As Stephen King prepares to release Doctor Sleep, the sequel to his classic novel The Shining, revisiting Stanley Kubrick’s masterpiece film adaptation is the perfect celebration. Although King once criticized the film, he later offered his praises. Much of this is due to the transformative nature of the film and Kubrick’s use of King’s novel as the foundation for his otherwise unique creation.
“The Shining,” chronicles the Torrance family, Jack (Jack Nicholson), Wendy (Shelley Duvall), and Danny (Danny Lloyd) during their stay at the Overlook Hotel in the Colorado Mountains. Jack, a struggling writer, has accepted the position as winter caretaker during the offseason. Audiences know the family is doomed from the opening credits which feature composer Wendy Carlos’ ominous, methodic synth riffs. If this isn’t clear enough, Danny foretells the nightmarish venture with one of his many hallucinations in an opening scene.
Notably absent are Jack and Wendy’s lengthy backstories. Illustrating their characters is admittedly more difficult in a two hour movie than in a cinderblock-sized book. Kubrick instead included select details (Jack’s alcoholism, hurting Danny as a child) to paint a picture. They don’t compare to the encyclopedia King provides, but viewers have a clear lens through which to interpret Jack’s increasingly sporadic behavior and Danny’s visions.

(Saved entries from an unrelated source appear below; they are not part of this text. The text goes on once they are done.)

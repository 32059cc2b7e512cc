//! Priority decision: try AI once, otherwise classify by rules.

use std::sync::Arc;
use std::time::{Duration, Instant};

use tracing::{debug, info, instrument, warn};

use crate::ai_assessor::AiAssessor;
use crate::classifier::RuleClassifier;
use crate::errors::{AiUnavailable, FinderError, TriageResult};
use crate::model::{IssueContext, IssueReport, TriageOutcome};
use crate::similar::{
    DEFAULT_LIMIT, DEFAULT_MAX_DISTANCE_METERS, DEFAULT_SINCE, SimilarIssueFinder,
    SimilarIssueQuery,
};

pub const DEFAULT_STORE_TIMEOUT: Duration = Duration::from_secs(5);

/// How the duplicate lookup is parameterized.
#[derive(Debug, Clone, PartialEq)]
pub struct SimilarPolicy {
    pub max_distance_meters: f64,
    pub since: Duration,
    pub limit: u32,
    pub timeout: Duration,
}

impl Default for SimilarPolicy {
    fn default() -> Self {
        Self {
            max_distance_meters: DEFAULT_MAX_DISTANCE_METERS,
            since: DEFAULT_SINCE,
            limit: DEFAULT_LIMIT,
            timeout: DEFAULT_STORE_TIMEOUT,
        }
    }
}

/// Stateless triage engine; share it behind an `Arc`.
#[derive(Clone)]
pub struct TriageEngine {
    classifier: RuleClassifier,
    assessor: AiAssessor,
    finder: Option<Arc<dyn SimilarIssueFinder>>,
    similar: SimilarPolicy,
}

impl TriageEngine {
    pub fn new(classifier: RuleClassifier, assessor: AiAssessor) -> Self {
        Self {
            classifier,
            assessor,
            finder: None,
            similar: SimilarPolicy::default(),
        }
    }

    /// Rule-based only, no duplicate lookup.
    pub fn rules_only() -> Self {
        Self::new(RuleClassifier::default(), AiAssessor::disabled())
    }

    pub fn with_finder(mut self, finder: Arc<dyn SimilarIssueFinder>) -> Self {
        self.finder = Some(finder);
        self
    }

    pub fn with_similar_policy(mut self, policy: SimilarPolicy) -> Self {
        self.similar = policy;
        self
    }

    pub fn classifier(&self) -> &RuleClassifier {
        &self.classifier
    }

    /// Validates a new report, counts nearby duplicates, then assesses it.
    ///
    /// # Errors
    /// [`crate::TriageError::InvalidInput`] when the report is malformed.
    /// Provider and store failures never surface here.
    #[instrument(skip_all, fields(category = %report.category))]
    pub async fn evaluate(&self, report: IssueReport) -> TriageResult<TriageOutcome> {
        report.validate()?;
        let count = self.similar_issue_count(&report).await;
        let ctx = report.into_context(count);
        Ok(self.assess(&ctx).await)
    }

    /// Runs the AI → rules chain on an already built context.
    pub async fn assess(&self, ctx: &IssueContext) -> TriageOutcome {
        let started = Instant::now();
        match self.assessor.assess(ctx).await {
            Ok(a) => TriageOutcome::AiAssessed(a),
            Err(reason) => {
                log_fallback(&reason);
                let a = self.classifier.classify(ctx);
                info!(
                    score = a.score(),
                    level = %a.level(),
                    latency_ms = started.elapsed().as_millis(),
                    "rule-based triage completed"
                );
                TriageOutcome::RuleBased(a)
            }
        }
    }

    /// Same-category issues near the report. `0` when no finder is set or
    /// the lookup fails or times out. Never above the policy limit.
    pub async fn similar_issue_count(&self, report: &IssueReport) -> u32 {
        let Some(finder) = &self.finder else {
            return 0;
        };

        let query = SimilarIssueQuery {
            category: report.category.clone(),
            point: report.location,
            max_distance_meters: self.similar.max_distance_meters,
            since: self.similar.since,
            limit: self.similar.limit,
        };

        let found = tokio::time::timeout(self.similar.timeout, finder.find_similar(&query))
            .await
            .unwrap_or(Err(FinderError::Timeout(self.similar.timeout)));

        match found {
            Ok(s) => {
                let count = s.count.min(query.limit);
                debug!(count, "similar issues found");
                count
            }
            Err(e) => {
                warn!(error = %e, "similar-issue lookup failed; assuming none");
                0
            }
        }
    }
}

impl std::fmt::Debug for TriageEngine {
    fn fmt(&self, f: &mut std::fmt::Formatter<'_>) -> std::fmt::Result {
        f.debug_struct("TriageEngine")
            .field("classifier", &self.classifier)
            .field("assessor", &self.assessor)
            .field("finder", &self.finder.is_some())
            .field("similar", &self.similar)
            .finish()
    }
}

fn log_fallback(reason: &AiUnavailable) {
    match reason {
        AiUnavailable::NotConfigured => debug!("AI not configured; using rules"),
        other => warn!(reason = %other, "AI assessment unavailable; falling back to rules"),
    }
}

#[cfg(test)]
mod tests {
    use super::*;
    use crate::model::{AssessmentSource, GeoPoint};
    use crate::similar::SimilarIssues;
    use async_trait::async_trait;
    use std::sync::Mutex;

    struct Fixed {
        result: Result<u32, ()>,
        delay: Duration,
        queries: Mutex<Vec<SimilarIssueQuery>>,
    }

    impl Fixed {
        fn new(result: Result<u32, ()>, delay: Duration) -> Arc<Self> {
            Arc::new(Self {
                result,
                delay,
                queries: Mutex::new(vec![]),
            })
        }
    }

    #[async_trait]
    impl SimilarIssueFinder for Fixed {
        async fn find_similar(
            &self,
            query: &SimilarIssueQuery,
        ) -> Result<SimilarIssues, FinderError> {
            self.queries.lock().unwrap().push(query.clone());
            tokio::time::sleep(self.delay).await;
            match self.result {
                Ok(n) => Ok(SimilarIssues {
                    count: n,
                    issue_ids: vec![],
                }),
                Err(()) => Err(FinderError::Backend("down".into())),
            }
        }
    }

    fn report() -> IssueReport {
        IssueReport {
            category: "Parks & Recreation".into(),
            title: "broken bench".into(),
            description: "needs repair".into(),
            location: GeoPoint::new(77.59, 12.97),
            photo_refs: vec![],
        }
    }

    #[tokio::test]
    async fn finder_count_feeds_rules() {
        let finder = Fixed::new(Ok(3), Duration::ZERO);
        let engine = TriageEngine::rules_only().with_finder(finder.clone());
        let out = engine.evaluate(report()).await.unwrap();
        assert!(!out.is_ai());
        assert_eq!(out.assessment().score(), 66);

        let q = finder.queries.lock().unwrap()[0].clone();
        assert_eq!(q.category, "Parks & Recreation");
        assert_eq!(q.point, GeoPoint::new(77.59, 12.97));
        assert_eq!(q.max_distance_meters, 5_000.0);
        assert_eq!(q.limit, 10);
    }

    #[tokio::test]
    async fn finder_count_is_capped_at_limit() {
        let engine = TriageEngine::rules_only().with_finder(Fixed::new(Ok(50), Duration::ZERO));
        assert_eq!(engine.similar_issue_count(&report()).await, 10);
    }

    #[tokio::test]
    async fn finder_failure_counts_zero() {
        let engine = TriageEngine::rules_only().with_finder(Fixed::new(Err(()), Duration::ZERO));
        let out = engine.evaluate(report()).await.unwrap();
        assert_eq!(out.assessment().score(), 60);
        assert_eq!(out.assessment().source(), AssessmentSource::RuleBased);
    }

    #[tokio::test]
    async fn finder_timeout_counts_zero() {
        let engine = TriageEngine::rules_only()
            .with_finder(Fixed::new(Ok(5), Duration::from_millis(200)))
            .with_similar_policy(SimilarPolicy {
                timeout: Duration::from_millis(20),
                ..SimilarPolicy::default()
            });
        assert_eq!(engine.similar_issue_count(&report()).await, 0);
    }

    #[tokio::test]
    async fn invalid_report_is_rejected_before_lookup() {
        let finder = Fixed::new(Ok(1), Duration::ZERO);
        let engine = TriageEngine::rules_only().with_finder(finder.clone());
        let mut bad = report();
        bad.description = " ".into();
        assert!(engine.evaluate(bad).await.is_err());
        assert!(finder.queries.lock().unwrap().is_empty());
    }
}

This humanizing element lends “The Shining” its frightening quality. Jack is a struggling writer and alcoholic, snowed in for several months with his wife and young son. As the film progresses he slowly unravels through a series of seemingly-normal events. He sleeps in late, sequesters himself at his typewriter, and becomes radically unpredictable. In one scene he stares into space, giving the classic “Kubrick Stare,” and a few shots later admonishes his wife for disturbing his writing. Sure, he also talks to Lloyd, the imaginary bartender, but then again who doesn’t? And if Jack’s erratic behavior isn’t enough, Jack Nicholson’s violently fluctuating eyebrows add an alarmingly deranged look to an already talented actor.

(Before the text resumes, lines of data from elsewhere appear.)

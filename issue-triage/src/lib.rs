//! Civic issue triage engine.
//!
//! Turns a citizen report into a [`PriorityAssessment`]: an AI verdict when a
//! provider is configured and answers sensibly, otherwise a deterministic
//! rule-based score. Nearby same-category reports (via a
//! [`SimilarIssueFinder`]) raise the score on both paths.

pub mod ai_assessor;
pub mod classifier;
pub mod config;
pub mod errors;
pub mod keywords;
pub mod model;
pub mod orchestrator;
pub mod photo_signal;
pub mod prompt;
pub mod severity_table;
pub mod similar;
pub mod verdict;

pub use ai_assessor::AiAssessor;
pub use classifier::RuleClassifier;
pub use config::TriageConfig;
pub use errors::{AiUnavailable, FinderError, InvalidInput, TriageError, TriageResult, VerdictError};
pub use keywords::{KeywordTier, KeywordTiers};
pub use model::{
    AssessmentSource, GeoPoint, IssueContext, IssueReport, PriorityAssessment, PriorityLevel,
    TriageOutcome,
};
pub use orchestrator::{SimilarPolicy, TriageEngine};
pub use photo_signal::{PhotoAnalysis, PhotoAnalyzer};
pub use severity_table::SeverityTable;
pub use similar::{
    DEFAULT_LIMIT, DEFAULT_MAX_DISTANCE_METERS, DEFAULT_SINCE, SimilarIssueFinder, SimilarIssueQuery,
    SimilarIssues,
};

What sets Kubrick’s “The Shining” apart from other horror films as well as other Stephen King screen adaptations is the remarkably grounded plot. The isolated Torrance family wanders about the gargantuan hotel, which despite its immensity offers a feeling of claustrophobia. Kubrick tones down the supernatural aspects present in King’s novel. The majority of the film could be interpreted as hallucinations rather than spirits. This subtlety establishes an element of reality within the unknown while compensating for the characters’ missing backstories.

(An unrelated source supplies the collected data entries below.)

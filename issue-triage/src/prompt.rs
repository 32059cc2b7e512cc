//! Prompt templates sent to the AI providers.

use crate::model::IssueContext;

/// System instruction for providers that accept one.
pub const TRIAGE_SYSTEM_PROMPT: &str =
    "You are an expert civic issue triage AI. Respond only with valid JSON.";

/// Fixed instruction for the photo signal.
pub const PHOTO_PROMPT: &str = r#"Analyze this civic issue photo and provide:
1. Severity assessment (Low/Medium/High/Critical)
2. Brief description of what you see
3. List of any safety hazards detected

Respond in JSON format:
{
  "severity": "Low|Medium|High|Critical",
  "description": "What you see in the image",
  "detectedHazards": ["hazard1", "hazard2"]
}"#;

/// Builds the triage prompt for one issue.
pub fn build_triage_prompt(ctx: &IssueContext) -> String {
    format!(
        r#"You are an expert civic issue triage system. Analyze this civic issue report and determine its priority level.

**Issue Details:**
- Category: {category}
- Title: {title}
- Description: {description}
- Similar issues in area: {similar}
- Photos attached: {photos}

**Priority Levels:**
- Critical (85-100): Immediate safety threats, life-threatening situations, major infrastructure failures
- High (70-84): Significant problems requiring urgent attention, public safety concerns
- Medium (50-69): Important issues needing timely resolution, quality of life impacts
- Low (0-49): Minor concerns for routine maintenance, aesthetic improvements

**Analysis Instructions:**
1. Consider public safety impact
2. Assess urgency and time sensitivity
3. Evaluate potential for escalation
4. Consider community impact (number of affected citizens)
5. Factor in similar issues count (indicates widespread problem)

**Response Format (JSON):**
{{
  "priority": "Critical|High|Medium|Low",
  "score": 0-100,
  "reasoning": "Brief explanation of why this priority was assigned",
  "safetyRisk": "None|Low|Moderate|High|Critical",
  "urgencyLevel": "Can wait|Within week|Within 24h|Immediate",
  "impactAssessment": "Description of potential impact"
}}

Provide ONLY the JSON response, no additional text."#,
        category = ctx.category,
        title = ctx.title,
        description = ctx.description,
        similar = ctx.similar_issues_count,
        photos = ctx.photo_refs.len(),
    )
}

#[cfg(test)]
mod tests {
    use super::*;
    use crate::model::GeoPoint;

    #[test]
    fn prompt_embeds_issue_fields() {
        let ctx = IssueContext::new(
            "Water Supply",
            "Pipe burst",
            "Main road flooded",
            GeoPoint::new(0.0, 0.0),
        )
        .with_similar_issues(4)
        .with_photos(vec!["https://img/1.jpg".into(), "https://img/2.jpg".into()]);

        let p = build_triage_prompt(&ctx);
        assert!(p.contains("- Category: Water Supply"));
        assert!(p.contains("- Title: Pipe burst"));
        assert!(p.contains("- Description: Main road flooded"));
        assert!(p.contains("- Similar issues in area: 4"));
        assert!(p.contains("- Photos attached: 2"));
        for field in [
            "\"priority\"",
            "\"score\"",
            "\"reasoning\"",
            "\"safetyRisk\"",
            "\"urgencyLevel\"",
            "\"impactAssessment\"",
        ] {
            assert!(p.contains(field), "missing {field}");
        }
    }
}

As fantastic as “The Shining” presents itself, the finale stumbles. Kubrick includes significant dialogue and some specific details throughout the movie. A few of these were just plain confusing. Without having read the novel the bear suit, skeletons in the ballroom, and blood bursting from the elevator don’t make much sense. The general idea of the Overlook as a living entity is present, but you’ll understand better if you’ve read the novel. Nevertheless “The Shining,” relates the original story surprisingly well in a short period of time and is visually stunning. Doctor Sleep gives the perfect excuse to re-watch, or watch, “The Shining,” though viewing this tour de force never requires justification.